O tema problema aqui não é somente sobre o que entendemos por formação. E sim, o cuidado, o projeto, e o recurso que a formação necessita para projetar, no médio e longo prazo, novos futuros profissionais que atuam no ou com o voleibol, ou para além dele, mantendo-se como um/a apaixonado/a pelo esporte. Nesse sentido, a história e a memória do professor e técnico Lino nos convoca a pensar para além da compra e venda das mercadorias, força de trabalho de diferentes idades presentes no esporte brasileiro. Exige que reflitamos sobre esse buraco que existe entre a paixão pelo esporte e a possibilidade, ou não, de sobreviver nesse trabalho, sem com isto, ter que abdicar do convívio familiar, afetivo, e de estudos tão necessário à integridade humana.

As quatro horas de conversa com o técnico Lino da Silva nos deram a dimensão da tragédia e da festança que mediam o voleibol brasileiro. Acompanhar sua memória e sua história, é sorrir e chorar com a situação inerente ao esporte da realidade do desenvolvimento econômico e social brasileiro, mediado por um Estado cada vez menos presente na produção do espaço público, como projeto comum de sociabilidade.

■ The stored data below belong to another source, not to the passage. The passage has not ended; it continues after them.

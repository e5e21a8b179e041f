//! Session credential lookup
//!
//! Credentials are supplied from outside: a remote key/value table checked
//! first, then cookie exports on local disk. Lookups never fail loudly; an
//! unreachable or empty store reads as "no credential".

use async_trait::async_trait;
use reqwest::Client;
use serde::Deserialize;
use std::collections::HashMap;
use std::path::PathBuf;
use std::time::Duration;
use tracing::{debug, warn};

#[async_trait]
pub trait SessionStore: Send + Sync {
    async fn get(&self, key: &str) -> Option<String>;
}

/// Key/value table exposed over a PostgREST endpoint (`settings(key, value)`).
pub struct RemoteSessionStore {
    client: Client,
    base_url: String,
    api_key: String,
}

#[derive(Debug, Deserialize)]
struct SettingRow {
    value: Option<serde_json::Value>,
}

impl RemoteSessionStore {
    pub fn new(base_url: impl Into<String>, api_key: impl Into<String>, timeout: Duration) -> Self {
        let client = Client::builder()
            .timeout(timeout)
            .build()
            .unwrap_or_else(|e| {
                warn!("Falling back to default HTTP client for session store: {}", e);
                Client::new()
            });
        Self {
            client,
            base_url: base_url.into(),
            api_key: api_key.into(),
        }
    }

    fn endpoint(&self, key: &str) -> String {
        format!(
            "{}/rest/v1/settings?select=value&key=eq.{}",
            self.base_url.trim_end_matches('/'),
            urlencoding::encode(key)
        )
    }

    async fn fetch(&self, key: &str) -> Result<Option<String>, reqwest::Error> {
        let rows: Vec<SettingRow> = self
            .client
            .get(self.endpoint(key))
            .header("apikey", &self.api_key)
            .bearer_auth(&self.api_key)
            .send()
            .await?
            .error_for_status()?
            .json()
            .await?;

        Ok(rows
            .into_iter()
            .find_map(|row| row.value)
            .and_then(|value| match value {
                serde_json::Value::Null => None,
                serde_json::Value::String(s) if s.is_empty() => None,
                serde_json::Value::String(s) => Some(s),
                other => Some(other.to_string()),
            }))
    }
}

#[async_trait]
impl SessionStore for RemoteSessionStore {
    async fn get(&self, key: &str) -> Option<String> {
        match self.fetch(key).await {
            Ok(value) => {
                debug!("Remote store lookup for {}: {}", key, value.is_some());
                value
            }
            Err(e) => {
                warn!("Remote store lookup for {} failed: {}", key, e);
                None
            }
        }
    }
}

#[derive(Debug, Deserialize)]
struct ExportedCookie {
    name: String,
    value: Option<String>,
}

/// Reads single cookies out of browser cookie exports (JSON arrays of
/// `{name, value, ...}` objects).
#[derive(Debug, Default)]
pub struct CookieFileStore {
    entries: HashMap<String, (PathBuf, String)>,
}

impl CookieFileStore {
    pub fn new() -> Self {
        Self::default()
    }

    /// Serve `key` from the cookie named `cookie_name` in `path`.
    pub fn with_cookie(
        mut self,
        key: impl Into<String>,
        path: impl Into<PathBuf>,
        cookie_name: impl Into<String>,
    ) -> Self {
        self.entries
            .insert(key.into(), (path.into(), cookie_name.into()));
        self
    }
}

#[async_trait]
impl SessionStore for CookieFileStore {
    async fn get(&self, key: &str) -> Option<String> {
        let (path, cookie_name) = self.entries.get(key)?;
        let raw = match tokio::fs::read_to_string(path).await {
            Ok(raw) => raw,
            Err(e) => {
                debug!("Cookie export {:?} unavailable: {}", path, e);
                return None;
            }
        };
        let cookies: Vec<ExportedCookie> = match serde_json::from_str(&raw) {
            Ok(cookies) => cookies,
            Err(e) => {
                warn!("Cookie export {:?} is not a cookie array: {}", path, e);
                return None;
            }
        };
        cookies
            .into_iter()
            .find(|c| &c.name == cookie_name)
            .and_then(|c| c.value)
            .filter(|v| !v.is_empty())
    }
}

/// Remote store first, local fallback second.
pub struct TieredSessionStore {
    remote: Option<Box<dyn SessionStore>>,
    local: Box<dyn SessionStore>,
}

impl TieredSessionStore {
    pub fn new(remote: Option<Box<dyn SessionStore>>, local: Box<dyn SessionStore>) -> Self {
        Self { remote, local }
    }
}

#[async_trait]
impl SessionStore for TieredSessionStore {
    async fn get(&self, key: &str) -> Option<String> {
        if let Some(remote) = &self.remote {
            if let Some(value) = remote.get(key).await {
                debug!("Session {} loaded from remote store", key);
                return Some(value);
            }
        }
        let value = self.local.get(key).await;
        if value.is_some() {
            debug!("Session {} loaded from local store", key);
        }
        value
    }
}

Lino é uma figura muito educada em um meio tremendamente truculento, dados os ainda presentes vestígios da ditadura como ambiente militar do disciplinamento dos corpos. Deve sofrer muito, para além do que contou. Afinal, na era dos titãs que “dão certo”, como o retrato dos vitoriosos do Brasil, aqueles silenciados e silenciosos, aprendem a aparecer pouco enquanto, na realidade, fazem muito pelos jovens e pelo Brasil.

Lino é fruto de seu tempo. Tem uma formação que se não se mantiver continuada, vai ficando para trás no entendimento das mudanças geracionais que impactam as relações em geral, e o esporte em particular. Sem tempo para estudar, limita-se o sentido do formar. Vale para ele, o que vale para todos. O projeto de desenvolvimento do Brasil exige ser reestruturado com urgência. E pautado por uma outra leitura de democracia que, para além da formalidade constitucional, seja realidade cotidiana. Permitir que a juventude e os profissionais do esporte possam, com dignidade, manter-se e desenvolve-se no ambiente que escolheram.

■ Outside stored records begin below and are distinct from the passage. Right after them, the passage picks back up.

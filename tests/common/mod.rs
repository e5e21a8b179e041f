//! In-process stand-ins for the external collaborators: no network, no
//! browser, no yt-dlp.
#![allow(dead_code)]

use async_trait::async_trait;
use std::collections::HashMap;
use std::path::{Path, PathBuf};
use std::sync::atomic::{AtomicUsize, Ordering};
use std::sync::{Arc, Mutex};
use std::time::Duration;
use vidresolve::resolver::MediaInfo;
use vidresolve::session::SessionStore;
use vidresolve::tools::browser::{BrowserLauncher, BrowserSession, LaunchOptions, ResponseObserver};
use vidresolve::tools::http::{Headers, PageFetcher};
use vidresolve::tools::ytdlp::{DownloaderProcess, FormatExtractor};
use vidresolve::ResolveError;

// ============================================================
// HTTP
// ============================================================

/// Answers by the first route whose key is a substring of the URL. Unrouted
/// URLs fail as transport errors.
#[derive(Default)]
pub struct ScriptedFetcher {
    routes: Vec<(String, Result<String, String>)>,
    pub requests: Mutex<Vec<(String, Headers)>>,
}

impl ScriptedFetcher {
    pub fn new() -> Self {
        Self::default()
    }

    pub fn ok(mut self, url_part: &str, body: impl Into<String>) -> Self {
        self.routes.push((url_part.to_string(), Ok(body.into())));
        self
    }

    pub fn fail(mut self, url_part: &str, message: &str) -> Self {
        self.routes.push((url_part.to_string(), Err(message.to_string())));
        self
    }

    pub fn calls(&self) -> usize {
        self.requests.lock().unwrap().len()
    }

    pub fn urls(&self) -> Vec<String> {
        self.requests
            .lock()
            .unwrap()
            .iter()
            .map(|(url, _)| url.clone())
            .collect()
    }
}

#[async_trait]
impl PageFetcher for ScriptedFetcher {
    async fn get_text(&self, url: &str, headers: &Headers) -> Result<String, ResolveError> {
        self.requests
            .lock()
            .unwrap()
            .push((url.to_string(), headers.clone()));
        match self.routes.iter().find(|(part, _)| url.contains(part.as_str())) {
            Some((_, Ok(body))) => Ok(body.clone()),
            Some((_, Err(message))) => Err(ResolveError::Transport(message.clone())),
            None => Err(ResolveError::Transport(format!("HTTP 404 from {}", url))),
        }
    }
}

// ============================================================
// Sessions
// ============================================================

#[derive(Default)]
pub struct MemorySessions {
    values: HashMap<String, String>,
    pub lookups: AtomicUsize,
}

impl MemorySessions {
    pub fn empty() -> Self {
        Self::default()
    }

    pub fn with(mut self, key: &str, value: &str) -> Self {
        self.values.insert(key.to_string(), value.to_string());
        self
    }
}

#[async_trait]
impl SessionStore for MemorySessions {
    async fn get(&self, key: &str) -> Option<String> {
        self.lookups.fetch_add(1, Ordering::SeqCst);
        self.values.get(key).cloned()
    }
}

// ============================================================
// yt-dlp roles
// ============================================================

pub enum DownloadBehavior {
    /// Exit cleanly after writing this many bytes
    Write(usize),
    /// Exit non-zero without output
    Fail,
}

pub struct StubDownloader {
    behavior: DownloadBehavior,
    pub calls: Mutex<Vec<(String, PathBuf, Option<PathBuf>)>>,
}

impl StubDownloader {
    pub fn new(behavior: DownloadBehavior) -> Self {
        Self {
            behavior,
            calls: Mutex::new(Vec::new()),
        }
    }

    pub fn call_count(&self) -> usize {
        self.calls.lock().unwrap().len()
    }
}

#[async_trait]
impl DownloaderProcess for StubDownloader {
    async fn download(
        &self,
        target_url: &str,
        output: &Path,
        cookie_file: Option<&Path>,
    ) -> Result<(), ResolveError> {
        self.calls.lock().unwrap().push((
            target_url.to_string(),
            output.to_path_buf(),
            cookie_file.map(Path::to_path_buf),
        ));
        match self.behavior {
            DownloadBehavior::Write(size) => {
                tokio::fs::write(output, vec![0u8; size]).await?;
                Ok(())
            }
            DownloadBehavior::Fail => Err(ResolveError::ProcessFailure(
                "yt-dlp exited with exit status: 1".to_string(),
            )),
        }
    }
}

pub struct StubExtractor {
    result: Result<MediaInfo, String>,
    pub calls: Mutex<Vec<(String, Option<PathBuf>)>>,
}

impl StubExtractor {
    pub fn returning(info: MediaInfo) -> Self {
        Self {
            result: Ok(info),
            calls: Mutex::new(Vec::new()),
        }
    }

    pub fn failing(message: &str) -> Self {
        Self {
            result: Err(message.to_string()),
            calls: Mutex::new(Vec::new()),
        }
    }

    pub fn call_count(&self) -> usize {
        self.calls.lock().unwrap().len()
    }
}

#[async_trait]
impl FormatExtractor for StubExtractor {
    async fn dump(&self, url: &str, cookie_file: Option<&Path>) -> Result<MediaInfo, ResolveError> {
        self.calls
            .lock()
            .unwrap()
            .push((url.to_string(), cookie_file.map(Path::to_path_buf)));
        self.result
            .clone()
            .map_err(ResolveError::Transport)
    }
}

// ============================================================
// Browser
// ============================================================

/// What a scripted page does once loaded.
#[derive(Clone, Default)]
pub struct PageScript {
    pub launch_fails: bool,
    pub navigation_fails: bool,
    /// Response URLs reported during navigation
    pub responses: Vec<String>,
    /// Response URLs reported during the settle delay
    pub late_responses: Vec<String>,
    pub content: String,
    pub frames: Vec<String>,
}

pub struct StubLauncher {
    script: PageScript,
    pub live: Arc<AtomicUsize>,
    pub launches: AtomicUsize,
}

impl StubLauncher {
    pub fn new(script: PageScript) -> Self {
        Self {
            script,
            live: Arc::new(AtomicUsize::new(0)),
            launches: AtomicUsize::new(0),
        }
    }

    pub fn live_instances(&self) -> usize {
        self.live.load(Ordering::SeqCst)
    }
}

#[async_trait]
impl BrowserLauncher for StubLauncher {
    async fn launch(&self, _options: &LaunchOptions) -> Result<Box<dyn BrowserSession>, ResolveError> {
        self.launches.fetch_add(1, Ordering::SeqCst);
        if self.script.launch_fails {
            return Err(ResolveError::Browser("launch: no browser binary".to_string()));
        }
        self.live.fetch_add(1, Ordering::SeqCst);
        Ok(Box::new(StubSession {
            script: self.script.clone(),
            live: Arc::clone(&self.live),
        }))
    }
}

struct StubSession {
    script: PageScript,
    live: Arc<AtomicUsize>,
}

#[async_trait]
impl BrowserSession for StubSession {
    async fn navigate(
        &mut self,
        url: &str,
        timeout: Duration,
        observer: &mut ResponseObserver<'_>,
    ) -> Result<(), ResolveError> {
        for response in &self.script.responses {
            observer(response);
        }
        if self.script.navigation_fails {
            return Err(ResolveError::Transport(format!(
                "navigation to {} timed out after {:?}",
                url, timeout
            )));
        }
        Ok(())
    }

    async fn settle(&mut self, _delay: Duration, observer: &mut ResponseObserver<'_>) {
        for response in &self.script.late_responses {
            observer(response);
        }
    }

    async fn content(&mut self) -> Result<String, ResolveError> {
        Ok(self.script.content.clone())
    }

    async fn frame_contents(&mut self) -> Result<Vec<String>, ResolveError> {
        Ok(self.script.frames.clone())
    }

    async fn close(self: Box<Self>) -> Result<(), ResolveError> {
        self.live.fetch_sub(1, Ordering::SeqCst);
        Ok(())
    }
}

Ao vermos um jogo de superliga, ou um mundial, ou os jogos olímpicos, precisamos aprender a ler as histórias presentes naquele processo. E são essas invisíveis situações que nos expõem as marcas indeléveis de um potencial sistema bem sucedido ou não. Vencer ou perder é transitório, mas no caso do voleibol é sempre algo coletivo, ainda quando insistam em consagrar algumas figuras frente às demais que se manterão invisíveis no processo.

Como torcedores a gente torce, briga, se incomoda, dita vereditos, mas a realidade nua e crua é que realmente desconhecemos essas vidas para além do espetáculo que pagamos para ver, seja ao vivo, ou mediada pelos tendenciosos patrocinadores que definem as linhas de transmissão dos meios de comunicação. O imediato do jogo é sempre mediado pelo longo processo formativo e pelas próprias histórias de vida cotidianas no momento em que ele ocorre. Assim, o jogo é muito mais que o jogo. E os jogadores, profissionais diversos e técnicos são sujeitos repletos de contradições, cujas vidas, vão muito além do cotidiano do voleibol.

São muitas as questões que nascem de um diálogo. Entre elas, olhar para a diversidade de temas que envolvem o cotidiano esportivo, voltar a fazer perguntas, demarcar encontros dialógicos sobre, repensar rotas, rever as atitudes individuais e coletivas ao longo do caminho, e, quiçá, projetar algo verdadeiramente formativa para além do ganhar ou perder, na somatória das medalhas que adquiriremos na vida. Talvez o maior ouro seja o trabalho bem realizado na base. Será?